## WORK TO BE COMPLETED:
Your answer should hold all lines of the entries that include the word "None".

## EXERCISE MATERIAL:
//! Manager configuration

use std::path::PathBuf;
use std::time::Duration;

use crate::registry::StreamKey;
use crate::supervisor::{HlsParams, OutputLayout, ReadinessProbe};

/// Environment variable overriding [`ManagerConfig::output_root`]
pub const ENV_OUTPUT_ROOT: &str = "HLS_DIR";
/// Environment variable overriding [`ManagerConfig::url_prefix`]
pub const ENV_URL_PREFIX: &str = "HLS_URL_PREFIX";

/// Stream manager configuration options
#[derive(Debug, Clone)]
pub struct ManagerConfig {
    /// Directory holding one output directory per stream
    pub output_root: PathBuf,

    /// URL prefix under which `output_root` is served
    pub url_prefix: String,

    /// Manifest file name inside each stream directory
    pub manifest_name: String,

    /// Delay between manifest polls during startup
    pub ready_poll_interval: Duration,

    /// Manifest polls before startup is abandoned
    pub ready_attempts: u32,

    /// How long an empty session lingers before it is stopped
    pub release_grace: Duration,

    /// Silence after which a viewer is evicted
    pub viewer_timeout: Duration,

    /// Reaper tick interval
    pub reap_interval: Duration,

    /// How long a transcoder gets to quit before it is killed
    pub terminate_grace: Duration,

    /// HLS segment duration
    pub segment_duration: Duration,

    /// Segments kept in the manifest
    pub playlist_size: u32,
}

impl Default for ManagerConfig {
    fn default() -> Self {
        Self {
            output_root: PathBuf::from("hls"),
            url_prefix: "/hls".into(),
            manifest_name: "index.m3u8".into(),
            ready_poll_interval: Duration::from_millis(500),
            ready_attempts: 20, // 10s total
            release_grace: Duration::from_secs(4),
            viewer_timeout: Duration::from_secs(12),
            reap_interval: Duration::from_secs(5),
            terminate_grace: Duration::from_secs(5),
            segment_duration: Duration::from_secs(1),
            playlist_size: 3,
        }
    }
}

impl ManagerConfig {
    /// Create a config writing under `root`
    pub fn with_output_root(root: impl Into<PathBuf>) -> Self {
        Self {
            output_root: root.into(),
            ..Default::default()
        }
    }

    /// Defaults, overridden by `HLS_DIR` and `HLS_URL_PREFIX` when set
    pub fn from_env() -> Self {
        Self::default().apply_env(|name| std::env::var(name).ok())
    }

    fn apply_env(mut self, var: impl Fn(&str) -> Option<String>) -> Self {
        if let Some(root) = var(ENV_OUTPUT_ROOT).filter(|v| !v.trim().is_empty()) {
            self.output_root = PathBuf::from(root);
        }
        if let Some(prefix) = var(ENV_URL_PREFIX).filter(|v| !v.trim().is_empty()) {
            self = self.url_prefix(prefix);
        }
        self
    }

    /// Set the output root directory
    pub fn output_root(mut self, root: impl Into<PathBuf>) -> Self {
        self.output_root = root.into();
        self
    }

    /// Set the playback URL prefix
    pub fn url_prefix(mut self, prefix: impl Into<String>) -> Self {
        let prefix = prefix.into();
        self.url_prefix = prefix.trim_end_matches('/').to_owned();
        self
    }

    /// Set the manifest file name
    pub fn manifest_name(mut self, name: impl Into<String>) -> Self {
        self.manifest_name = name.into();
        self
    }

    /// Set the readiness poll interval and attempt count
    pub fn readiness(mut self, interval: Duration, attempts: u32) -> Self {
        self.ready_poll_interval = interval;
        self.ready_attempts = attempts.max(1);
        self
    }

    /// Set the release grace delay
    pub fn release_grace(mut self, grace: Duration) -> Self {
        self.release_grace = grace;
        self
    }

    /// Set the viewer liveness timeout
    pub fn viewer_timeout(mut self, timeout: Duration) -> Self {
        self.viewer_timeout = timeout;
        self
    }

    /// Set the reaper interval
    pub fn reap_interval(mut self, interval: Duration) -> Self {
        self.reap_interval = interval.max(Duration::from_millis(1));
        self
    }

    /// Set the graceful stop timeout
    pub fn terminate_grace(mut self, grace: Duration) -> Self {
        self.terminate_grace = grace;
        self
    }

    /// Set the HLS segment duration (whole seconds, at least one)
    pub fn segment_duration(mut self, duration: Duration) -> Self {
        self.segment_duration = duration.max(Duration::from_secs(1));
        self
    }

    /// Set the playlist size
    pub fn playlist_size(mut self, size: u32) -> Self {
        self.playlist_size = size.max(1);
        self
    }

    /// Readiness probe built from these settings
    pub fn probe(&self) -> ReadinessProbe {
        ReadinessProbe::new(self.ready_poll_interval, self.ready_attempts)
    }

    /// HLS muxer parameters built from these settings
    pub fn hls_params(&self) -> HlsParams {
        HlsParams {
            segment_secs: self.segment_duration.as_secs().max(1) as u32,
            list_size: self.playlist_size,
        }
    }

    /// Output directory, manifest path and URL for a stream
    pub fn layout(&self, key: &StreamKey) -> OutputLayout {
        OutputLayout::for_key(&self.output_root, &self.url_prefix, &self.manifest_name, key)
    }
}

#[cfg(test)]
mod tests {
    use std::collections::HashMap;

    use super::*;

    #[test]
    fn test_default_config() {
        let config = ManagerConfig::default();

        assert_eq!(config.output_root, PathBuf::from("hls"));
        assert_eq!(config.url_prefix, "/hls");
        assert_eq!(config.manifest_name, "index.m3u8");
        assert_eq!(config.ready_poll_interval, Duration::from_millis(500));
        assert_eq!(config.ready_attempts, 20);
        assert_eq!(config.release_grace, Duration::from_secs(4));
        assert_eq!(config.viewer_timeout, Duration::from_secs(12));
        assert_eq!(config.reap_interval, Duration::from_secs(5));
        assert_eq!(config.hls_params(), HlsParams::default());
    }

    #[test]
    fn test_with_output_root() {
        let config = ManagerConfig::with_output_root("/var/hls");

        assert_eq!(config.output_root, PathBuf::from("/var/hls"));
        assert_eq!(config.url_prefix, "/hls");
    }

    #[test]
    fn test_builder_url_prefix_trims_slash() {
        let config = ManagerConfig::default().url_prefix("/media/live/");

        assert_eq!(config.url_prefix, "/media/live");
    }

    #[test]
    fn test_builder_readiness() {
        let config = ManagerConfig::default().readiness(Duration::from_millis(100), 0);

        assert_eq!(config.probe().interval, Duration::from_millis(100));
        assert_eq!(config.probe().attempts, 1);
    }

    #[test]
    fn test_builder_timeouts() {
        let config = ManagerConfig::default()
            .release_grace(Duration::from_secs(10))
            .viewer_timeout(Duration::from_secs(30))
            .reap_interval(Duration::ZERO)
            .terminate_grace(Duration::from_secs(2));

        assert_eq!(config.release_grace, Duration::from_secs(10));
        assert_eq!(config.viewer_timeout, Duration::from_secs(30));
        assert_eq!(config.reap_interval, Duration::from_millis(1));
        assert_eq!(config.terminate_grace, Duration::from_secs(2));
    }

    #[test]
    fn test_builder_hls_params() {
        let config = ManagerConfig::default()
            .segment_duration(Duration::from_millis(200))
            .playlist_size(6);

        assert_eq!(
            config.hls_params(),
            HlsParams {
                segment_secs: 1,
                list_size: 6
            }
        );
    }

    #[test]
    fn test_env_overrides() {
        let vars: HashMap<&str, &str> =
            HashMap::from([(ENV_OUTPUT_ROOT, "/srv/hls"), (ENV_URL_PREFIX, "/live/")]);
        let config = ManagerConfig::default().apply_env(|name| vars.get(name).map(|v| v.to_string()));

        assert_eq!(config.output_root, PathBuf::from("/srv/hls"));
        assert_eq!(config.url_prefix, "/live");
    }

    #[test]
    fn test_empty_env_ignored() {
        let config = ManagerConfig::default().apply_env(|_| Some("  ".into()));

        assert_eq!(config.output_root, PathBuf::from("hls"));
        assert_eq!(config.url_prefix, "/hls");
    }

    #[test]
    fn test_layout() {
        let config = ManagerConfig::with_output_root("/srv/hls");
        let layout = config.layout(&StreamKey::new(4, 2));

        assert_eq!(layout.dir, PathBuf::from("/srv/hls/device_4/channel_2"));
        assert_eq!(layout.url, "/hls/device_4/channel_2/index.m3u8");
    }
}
--
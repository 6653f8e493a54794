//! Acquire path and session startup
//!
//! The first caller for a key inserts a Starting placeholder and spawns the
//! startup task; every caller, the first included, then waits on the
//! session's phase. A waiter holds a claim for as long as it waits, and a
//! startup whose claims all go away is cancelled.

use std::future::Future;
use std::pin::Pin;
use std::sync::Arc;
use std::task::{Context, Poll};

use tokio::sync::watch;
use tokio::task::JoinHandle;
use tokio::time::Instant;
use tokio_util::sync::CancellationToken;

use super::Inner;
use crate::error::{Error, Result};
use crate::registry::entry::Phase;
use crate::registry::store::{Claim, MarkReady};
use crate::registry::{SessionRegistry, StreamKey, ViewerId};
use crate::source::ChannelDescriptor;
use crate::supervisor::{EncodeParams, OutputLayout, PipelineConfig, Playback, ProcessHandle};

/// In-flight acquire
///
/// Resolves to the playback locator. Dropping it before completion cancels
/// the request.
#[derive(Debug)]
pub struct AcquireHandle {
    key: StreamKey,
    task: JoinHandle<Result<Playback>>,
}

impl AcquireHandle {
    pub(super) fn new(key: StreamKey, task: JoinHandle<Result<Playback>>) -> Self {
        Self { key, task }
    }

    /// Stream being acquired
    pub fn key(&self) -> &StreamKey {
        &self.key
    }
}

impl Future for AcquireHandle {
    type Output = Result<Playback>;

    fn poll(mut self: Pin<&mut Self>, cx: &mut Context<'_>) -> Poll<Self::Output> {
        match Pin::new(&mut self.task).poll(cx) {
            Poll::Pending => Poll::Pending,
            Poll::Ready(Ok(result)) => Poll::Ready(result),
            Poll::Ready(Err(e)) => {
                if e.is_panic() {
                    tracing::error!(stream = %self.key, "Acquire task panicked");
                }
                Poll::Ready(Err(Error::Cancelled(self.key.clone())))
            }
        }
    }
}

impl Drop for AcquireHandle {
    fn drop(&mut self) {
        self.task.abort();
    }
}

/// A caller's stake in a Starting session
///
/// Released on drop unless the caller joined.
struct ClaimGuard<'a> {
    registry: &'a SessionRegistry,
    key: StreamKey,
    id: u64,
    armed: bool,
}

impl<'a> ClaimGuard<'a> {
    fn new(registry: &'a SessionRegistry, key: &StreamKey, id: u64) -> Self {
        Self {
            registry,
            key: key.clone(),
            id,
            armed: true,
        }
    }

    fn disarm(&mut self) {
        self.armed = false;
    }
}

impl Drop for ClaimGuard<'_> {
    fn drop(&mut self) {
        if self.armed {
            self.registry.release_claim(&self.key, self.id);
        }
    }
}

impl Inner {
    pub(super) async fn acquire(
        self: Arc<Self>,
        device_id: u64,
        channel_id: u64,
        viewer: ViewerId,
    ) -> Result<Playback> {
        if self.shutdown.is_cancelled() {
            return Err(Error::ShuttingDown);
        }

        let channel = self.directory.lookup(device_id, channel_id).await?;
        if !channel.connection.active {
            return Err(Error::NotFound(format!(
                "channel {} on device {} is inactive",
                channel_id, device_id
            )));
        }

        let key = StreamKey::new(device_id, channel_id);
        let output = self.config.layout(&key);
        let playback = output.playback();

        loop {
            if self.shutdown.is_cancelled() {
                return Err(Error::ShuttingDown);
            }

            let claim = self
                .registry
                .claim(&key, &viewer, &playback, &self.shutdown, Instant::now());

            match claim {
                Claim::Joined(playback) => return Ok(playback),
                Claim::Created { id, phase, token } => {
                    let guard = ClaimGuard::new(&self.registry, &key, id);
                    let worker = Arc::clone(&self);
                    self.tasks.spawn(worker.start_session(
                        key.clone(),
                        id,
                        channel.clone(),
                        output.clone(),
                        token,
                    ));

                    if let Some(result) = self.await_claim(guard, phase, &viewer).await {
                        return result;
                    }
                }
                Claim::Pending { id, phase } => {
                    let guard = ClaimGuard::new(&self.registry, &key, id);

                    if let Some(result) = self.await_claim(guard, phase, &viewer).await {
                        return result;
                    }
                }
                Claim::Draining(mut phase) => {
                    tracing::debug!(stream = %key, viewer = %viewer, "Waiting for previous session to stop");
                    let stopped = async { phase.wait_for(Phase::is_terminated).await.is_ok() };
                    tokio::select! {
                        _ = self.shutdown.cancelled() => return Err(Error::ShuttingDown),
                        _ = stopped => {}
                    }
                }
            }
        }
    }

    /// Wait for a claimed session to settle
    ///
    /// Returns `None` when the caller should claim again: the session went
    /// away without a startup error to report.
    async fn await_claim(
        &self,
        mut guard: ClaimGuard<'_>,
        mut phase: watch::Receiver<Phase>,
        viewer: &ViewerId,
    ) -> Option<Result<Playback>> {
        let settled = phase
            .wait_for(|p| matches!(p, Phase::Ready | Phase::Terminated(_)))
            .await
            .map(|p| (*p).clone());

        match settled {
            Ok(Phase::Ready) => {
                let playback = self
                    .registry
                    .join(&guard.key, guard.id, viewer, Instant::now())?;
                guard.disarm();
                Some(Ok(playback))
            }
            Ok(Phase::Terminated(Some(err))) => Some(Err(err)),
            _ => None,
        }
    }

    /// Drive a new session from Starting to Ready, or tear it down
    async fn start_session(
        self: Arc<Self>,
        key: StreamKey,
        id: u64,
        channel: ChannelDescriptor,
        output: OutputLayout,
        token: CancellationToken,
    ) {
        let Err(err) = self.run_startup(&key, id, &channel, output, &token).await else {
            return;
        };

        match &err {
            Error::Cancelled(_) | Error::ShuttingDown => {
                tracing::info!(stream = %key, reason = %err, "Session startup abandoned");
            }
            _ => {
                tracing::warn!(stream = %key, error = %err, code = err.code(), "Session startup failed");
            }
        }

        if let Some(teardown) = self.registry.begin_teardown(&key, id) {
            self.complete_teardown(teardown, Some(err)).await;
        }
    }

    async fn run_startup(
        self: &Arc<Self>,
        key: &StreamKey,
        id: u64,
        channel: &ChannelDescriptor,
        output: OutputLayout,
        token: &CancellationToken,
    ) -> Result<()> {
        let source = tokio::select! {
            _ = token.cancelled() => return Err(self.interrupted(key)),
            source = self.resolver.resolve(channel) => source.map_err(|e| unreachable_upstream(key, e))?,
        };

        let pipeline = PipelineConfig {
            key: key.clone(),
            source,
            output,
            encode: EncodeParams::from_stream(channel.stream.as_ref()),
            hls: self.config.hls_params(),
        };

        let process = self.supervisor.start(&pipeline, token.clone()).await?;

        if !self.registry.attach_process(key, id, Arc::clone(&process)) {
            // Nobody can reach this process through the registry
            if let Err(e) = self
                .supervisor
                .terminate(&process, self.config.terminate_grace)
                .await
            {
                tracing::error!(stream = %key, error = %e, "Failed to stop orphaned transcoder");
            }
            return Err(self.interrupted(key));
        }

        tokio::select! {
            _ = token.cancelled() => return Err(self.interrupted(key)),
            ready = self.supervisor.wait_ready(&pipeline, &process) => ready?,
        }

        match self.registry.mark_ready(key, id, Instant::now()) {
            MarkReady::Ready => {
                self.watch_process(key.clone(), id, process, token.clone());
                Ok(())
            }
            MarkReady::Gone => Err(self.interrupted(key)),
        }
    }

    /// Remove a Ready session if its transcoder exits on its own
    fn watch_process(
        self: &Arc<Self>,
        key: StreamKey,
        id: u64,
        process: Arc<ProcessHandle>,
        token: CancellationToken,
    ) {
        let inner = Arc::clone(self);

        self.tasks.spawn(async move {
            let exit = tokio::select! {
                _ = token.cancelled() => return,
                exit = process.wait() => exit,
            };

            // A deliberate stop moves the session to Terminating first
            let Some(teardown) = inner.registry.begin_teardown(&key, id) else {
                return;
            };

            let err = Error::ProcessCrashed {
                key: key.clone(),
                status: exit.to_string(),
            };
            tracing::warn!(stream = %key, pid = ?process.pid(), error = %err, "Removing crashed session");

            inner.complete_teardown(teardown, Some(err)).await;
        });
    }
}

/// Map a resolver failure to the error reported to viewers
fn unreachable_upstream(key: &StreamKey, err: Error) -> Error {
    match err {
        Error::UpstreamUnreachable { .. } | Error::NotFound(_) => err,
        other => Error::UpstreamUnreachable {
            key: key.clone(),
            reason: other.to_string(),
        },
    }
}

## OUTPUT FOR THIS EXERCISE:
    /// Returns `None` when the caller should claim again: the session went
            _ => None,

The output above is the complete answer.